Как «путаница» произошла — представить себе не трудно. Но важен смысл «шутки», а он, несомненно, был такой: «Пусть я напутала, но вы-то, Антон Павлович, могли бы сообразить сами, что жить в Венеции, в хорошей гостинице, на всем готовом, на шесть гривен в день, да еще вдвоем, ни при какой дешевизне невозможно».
Одной из частых жертв З.Н. был Мережковский.
Однажды, уже в эмиграции, в Париже, какая-то дама, бывавшая одно время у Мережковских на воскресеньях, прислала им в подарок книгу-роман, непонятно зачем ею написанный. Он назывался «Несквозная нить» и был какой-то странный.
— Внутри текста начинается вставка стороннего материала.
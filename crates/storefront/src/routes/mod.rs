//! HTTP route handlers for storefront.
//!
//! # Route Structure
//!
//! ```text
//! GET  /health                 - Liveness check
//! GET  /health/ready           - Readiness check (cart storage readable)
//!
//! # Cart (JSON)
//! GET  /cart                   - Cart view with order summary
//! POST /cart/add               - Add to cart (returns badge count)
//! POST /cart/update            - Set quantity (returns cart view)
//! POST /cart/remove            - Remove line (returns cart view)
//! POST /cart/clear             - Empty cart (returns cart view)
//! GET  /cart/count             - Cart count badge
//! GET  /cart/events            - Badge count stream (server-sent events)
//!
//! # Checkout
//! GET  /checkout               - Redirects back to the cart
//! ```

pub mod cart;

use axum::{
    Router,
    extract::State,
    http::{StatusCode, Uri},
    routing::{get, post},
};

use crate::error::{AppError, Result};
use crate::state::AppState;

/// Create the cart routes router.
pub fn cart_routes() -> Router<AppState> {
    Router::new()
        .route("/", get(cart::show))
        .route("/add", post(cart::add))
        .route("/update", post(cart::update))
        .route("/remove", post(cart::remove))
        .route("/clear", post(cart::clear))
        .route("/count", get(cart::count))
        .route("/events", get(cart::events))
}

/// Create all routes for the storefront.
pub fn routes() -> Router<AppState> {
    Router::new()
        .route("/health", get(health))
        .route("/health/ready", get(readiness))
        // Cart routes
        .nest("/cart", cart_routes())
        // Checkout redirect
        .route("/checkout", get(cart::checkout))
        .fallback(not_found)
}

/// Liveness health check endpoint.
///
/// Returns "ok" if the server is running. Does not check dependencies.
async fn health() -> &'static str {
    "ok"
}

/// Readiness health check endpoint.
///
/// Verifies the saved cart can still be read.
async fn readiness(State(state): State<AppState>) -> Result<StatusCode> {
    state
        .storage()
        .load()
        .map(|_| StatusCode::OK)
        .map_err(|e| AppError::Internal(format!("cart storage unreadable: {e}")))
}

async fn not_found(uri: Uri) -> AppError {
    AppError::NotFound(uri.path().to_string())
}
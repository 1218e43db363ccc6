//! TJS Storefront library.
//!
//! This crate provides the storefront functionality as a library,
//! allowing it to be tested and reused by the CLI.

#![cfg_attr(not(test), forbid(unsafe_code))]

pub mod cart;
pub mod config;
pub mod error;
pub mod routes;
pub mod state;

use axum::Router;
use tower_http::trace::TraceLayer;

use state::AppState;

/// Build the storefront router with request tracing.
pub fn app(state: AppState) -> Router {
    Router::new()
        .merge(routes::routes())
        .layer(TraceLayer::new_for_http())
        .with_state(state)
}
Когда спустя несколько дней Мережковский собрался ей писать благодарственное письмо — случай чрезвычайно редкий, — оказалось, что ни ее имени, ни ее отчества он не знает. Он обратился за справкой к З.Н. Та посмотрела на него с нескрываемым презрением:
— Ах, Дмитрий, ты никогда ничего не знаешь. Ее зовут… Эмилия Дионисьевна.
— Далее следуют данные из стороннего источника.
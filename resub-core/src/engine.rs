//! Defines the `RewriteEngine`, the core text transformation pass.
//!
//! The engine owns a compiled rule set and applies it to a content buffer:
//! each rule replaces every non-overlapping match in the output of the
//! previous rule, in strict rule-set order. The engine is pure with respect
//! to its input; all file I/O lives in the `batch` module.
//!
//! License: MIT OR APACHE 2.0

use anyhow::{Context, Result};
use log::debug;

use crate::compiler::{compile_rules, CompiledRules};
use crate::config::RewriteConfig;

/// A per-rule match count for one rewrite pass over one buffer.
#[derive(Debug, Clone, PartialEq, Eq)]
pub struct RuleHit {
    /// Name of the rule that matched.
    pub rule_name: String,
    /// Number of non-overlapping matches the rule replaced.
    pub occurrences: usize,
}

/// The result of applying the full rule set to one content buffer.
#[derive(Debug, Clone, PartialEq, Eq)]
pub struct RewriteOutcome {
    /// The content after every rule has been applied in order.
    pub content: String,
    /// One entry per rule that matched at least once, in rule order.
    pub hits: Vec<RuleHit>,
}

impl RewriteOutcome {
    /// True when at least one rule matched (the content may still be equal
    /// to the input if a rule replaced a match with identical text).
    pub fn matched(&self) -> bool {
        !self.hits.is_empty()
    }
}

/// Applies an ordered rule set to text content.
#[derive(Debug)]
pub struct RewriteEngine {
    compiled_rules: CompiledRules,
    config: RewriteConfig,
}

impl RewriteEngine {
    /// Compiles the configuration into a ready-to-apply engine.
    pub fn new(config: RewriteConfig) -> Result<Self> {
        let compiled_rules =
            compile_rules(&config).context("Failed to compile rewrite rules for RewriteEngine")?;
        Ok(Self { compiled_rules, config })
    }

    /// Applies every rule in order and returns the transformed content.
    ///
    /// Each rule operates on the output of the previous one, never on a
    /// re-read of the original. Replacement uses standard regex semantics:
    /// leftmost, non-overlapping matches, with `$n` group substitution for
    /// regex rules.
    pub fn apply(&self, content: &str) -> RewriteOutcome {
        let mut current = content.to_string();
        let mut hits = Vec::new();

        for rule in &self.compiled_rules.rules {
            let occurrences = rule.regex.find_iter(&current).count();
            if occurrences == 0 {
                continue;
            }
            debug!("Rule '{}' matched {} time(s).", rule.name, occurrences);

            let replaced = rule.regex.replace_all(&current, rule.replace_with.as_str()).into_owned();
            current = replaced;
            hits.push(RuleHit { rule_name: rule.name.clone(), occurrences });
        }

        RewriteOutcome { content: current, hits }
    }

    /// Returns the compiled rules backing this engine.
    pub fn compiled_rules(&self) -> &CompiledRules {
        &self.compiled_rules
    }

    /// Returns the engine's rule configuration.
    pub fn get_rules(&self) -> &RewriteConfig {
        &self.config
    }
}
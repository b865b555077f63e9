//! Configuration management for `resub-core`.
//!
//! This module defines the core data structures for rewrite rules and rule
//! sets. It handles serialization/deserialization of YAML configurations and
//! provides utilities for loading, merging, and validating them.
//!
//! License: MIT OR Apache-2.0

use anyhow::{anyhow, Context, Result};
use log::{debug, info};
use once_cell::sync::Lazy;
use regex::Regex;
use serde::{Deserialize, Serialize};
use std::collections::HashSet;
use std::path::Path;

/// Maximum allowed length for a rule pattern string.
pub const MAX_PATTERN_LENGTH: usize = 500;

/// Pattern type marker for regex rules.
pub const PATTERN_TYPE_REGEX: &str = "regex";
/// Pattern type marker for literal (verbatim substring) rules.
pub const PATTERN_TYPE_LITERAL: &str = "literal";

static CAPTURE_GROUP_REF: Lazy<Regex> = Lazy::new(|| Regex::new(r"\$(\d+)").unwrap());

/// Represents a single rewrite rule applied to file content.
///
/// A rule pairs a matcher (a regex or a literal substring) with a
/// replacement. For regex rules the replacement may reference capture groups
/// with `$n`; for literal rules the replacement is inserted verbatim.
#[derive(Debug, Clone, PartialEq, Eq, Deserialize, Serialize)]
#[serde(default)]
pub struct RewriteRule {
    /// Unique identifier for the rule (e.g., "client_usage").
    pub name: String,
    /// Human-readable description of what the rule rewrites.
    pub description: Option<String>,
    /// The pattern string (regex source or literal text).
    pub pattern: Option<String>,
    /// The type of pattern: "regex" or "literal".
    pub pattern_type: String,
    /// The replacement text for each match.
    pub replace_with: String,
    /// If true, enables multiline mode for the regex engine.
    pub multiline: bool,
    /// If true, the dot character `.` in regex will match newlines.
    pub dot_matches_new_line: bool,
    /// Explicit override for enabling/disabling the rule.
    pub enabled: Option<bool>,
}

impl Default for RewriteRule {
    fn default() -> Self {
        Self {
            name: String::new(),
            description: None,
            pattern: None,
            pattern_type: PATTERN_TYPE_REGEX.to_string(),
            replace_with: String::new(),
            multiline: false,
            dot_matches_new_line: false,
            enabled: None,
        }
    }
}

impl RewriteRule {
    /// Returns true unless the rule is explicitly disabled.
    pub fn is_enabled(&self) -> bool {
        self.enabled.unwrap_or(true)
    }
}

/// Represents the top-level rule configuration for resub.
///
/// `rules` is an ordered sequence and the ordering is a contract: rules are
/// applied to content in exactly this order, because a trailing rule may be
/// a cleanup pass that collapses artifacts produced by an earlier, broader
/// rule (e.g. a doubled token).
#[derive(Debug, Default, Deserialize, Serialize, Clone, PartialEq)]
pub struct RewriteConfig {
    /// The ordered list of rewrite rules.
    pub rules: Vec<RewriteRule>,
}

impl RewriteConfig {
    /// Loads rewrite rules from a YAML file.
    pub fn load_from_file<P: AsRef<Path>>(path: P) -> Result<Self> {
        let path = path.as_ref();
        info!("Loading custom rules from: {}", path.display());
        let text = std::fs::read_to_string(path)
            .with_context(|| format!("Failed to read rules file {}", path.display()))?;
        let config: RewriteConfig = serde_yml::from_str(&text)
            .with_context(|| format!("Failed to parse rules file {}", path.display()))?;

        validate_rules(&config.rules)?;
        info!("Loaded {} rules from file {}.", config.rules.len(), path.display());

        Ok(config)
    }

    /// Loads the default rewrite rules from the embedded configuration.
    pub fn load_default_rules() -> Result<Self> {
        debug!("Loading default rules from embedded string...");
        let default_yaml = include_str!("../config/default_rules.yaml");
        let config: RewriteConfig =
            serde_yml::from_str(default_yaml).context("Failed to parse default rules")?;
        validate_rules(&config.rules)?;

        debug!("Loaded {} default rules.", config.rules.len());
        Ok(config)
    }
}

/// Merges user-defined rules over the defaults while preserving order.
///
/// A user rule whose name matches a default rule replaces it *in place*, so
/// the default ordering (and any trailing cleanup rules) stays intact. User
/// rules with new names are appended after the defaults, in user order.
pub fn merge_rules(
    default_config: RewriteConfig,
    user_config: Option<RewriteConfig>,
) -> RewriteConfig {
    let Some(user_cfg) = user_config else {
        return default_config;
    };
    debug!(
        "merge_rules called with {} default and {} user rules.",
        default_config.rules.len(),
        user_cfg.rules.len()
    );

    let mut merged = default_config.rules;
    let mut appended: Vec<RewriteRule> = Vec::new();

    for user_rule in user_cfg.rules {
        if let Some(slot) = merged.iter_mut().find(|r| r.name == user_rule.name) {
            debug!("User rule '{}' overrides a default rule in place.", user_rule.name);
            *slot = user_rule;
        } else {
            appended.push(user_rule);
        }
    }
    merged.extend(appended);

    debug!("Final total rules after merge: {}", merged.len());
    RewriteConfig { rules: merged }
}

/// Validates rule integrity (names, patterns, capture group references).
pub fn validate_rules(rules: &[RewriteRule]) -> Result<()> {
    let mut rule_names = HashSet::new();
    let mut errors = Vec::new();

    for rule in rules {
        if rule.name.is_empty() {
            errors.push("A rule has an empty `name` field.".to_string());
        } else if !rule_names.insert(rule.name.clone()) {
            errors.push(format!("Duplicate rule name found: '{}'.", rule.name));
        }

        let pattern = match &rule.pattern {
            Some(p) => p,
            None => {
                errors.push(format!("Rule '{}' is missing the `pattern` field.", rule.name));
                continue;
            }
        };

        if pattern.is_empty() {
            errors.push(format!("Rule '{}' has an empty `pattern` field.", rule.name));
            continue;
        }

        if pattern.len() > MAX_PATTERN_LENGTH {
            errors.push(format!(
                "Rule '{}': pattern length ({}) exceeds maximum allowed ({}).",
                rule.name,
                pattern.len(),
                MAX_PATTERN_LENGTH
            ));
            continue;
        }

        match rule.pattern_type.as_str() {
            PATTERN_TYPE_LITERAL => {}
            PATTERN_TYPE_REGEX => {
                if let Err(e) = Regex::new(pattern) {
                    errors.push(format!("Rule '{}' has an invalid regex pattern: {}", rule.name, e));
                    continue;
                }

                let group_count = count_capture_groups(pattern);
                for cap in CAPTURE_GROUP_REF.captures_iter(&rule.replace_with) {
                    if let Some(group_num_str) = cap.get(1) {
                        if let Ok(group_num) = group_num_str.as_str().parse::<usize>() {
                            if group_num > group_count {
                                errors.push(format!(
                                    "Rule '{}': replacement references non-existent capture group '${}'.",
                                    rule.name, group_num
                                ));
                            }
                        }
                    }
                }
            }
            other => {
                errors.push(format!(
                    "Rule '{}' has unknown pattern_type '{}' (expected 'regex' or 'literal').",
                    rule.name, other
                ));
            }
        }
    }

    if !errors.is_empty() {
        let full_error_message = format!("Rule validation failed:\n{}", errors.join("\n"));
        Err(anyhow!(full_error_message))
    } else {
        Ok(())
    }
}

/// Counts unescaped `(` occurrences as an upper bound on capture groups.
fn count_capture_groups(pattern: &str) -> usize {
    let mut group_count = 0;
    let mut is_escaped = false;
    for c in pattern.chars() {
        match c {
            '\\' => is_escaped = !is_escaped,
            '(' if !is_escaped => {
                group_count += 1;
                is_escaped = false;
            }
            _ => is_escaped = false,
        }
    }
    group_count
}
// resub/src/ui/mod.rs
//! Terminal output for the resub CLI.

pub mod report;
— Дионисьевна? — переспросил Мережковский. — Так-таки Дионисьевна?
— Ну да. Что тут необыкновенного?
Конечно, ни Эмилией, ни тем более Дионисьевной даму не звали. Гиппиус все выдумала. Но Д.С., доверявший ей слепо и шуток не понимавший, так и написал: «Глубокоуважаемая Эмилия Дионисьевна…»
В другой раз З.Н. «подарила» Мережковскому два своих стихотворения, очень ему нравившихся. Предпослав одному из них длиннейший эпиграф из Апокалипсиса, он их включил в собрание своих стихов. Но, «забыв» о подарке, напечатала эти стихотворения в своей книге и З.Н. Любопытно, что никто до сих пор этой «шутки» не заметил. А что это стихи Гиппиус — видно сразу. Среди стихов Мережковского они — как живые розы среди бумажных.
В эмиграции она раз послала через Г. В. Адамовича несколько стихотворений за подписью В. Витовт[508]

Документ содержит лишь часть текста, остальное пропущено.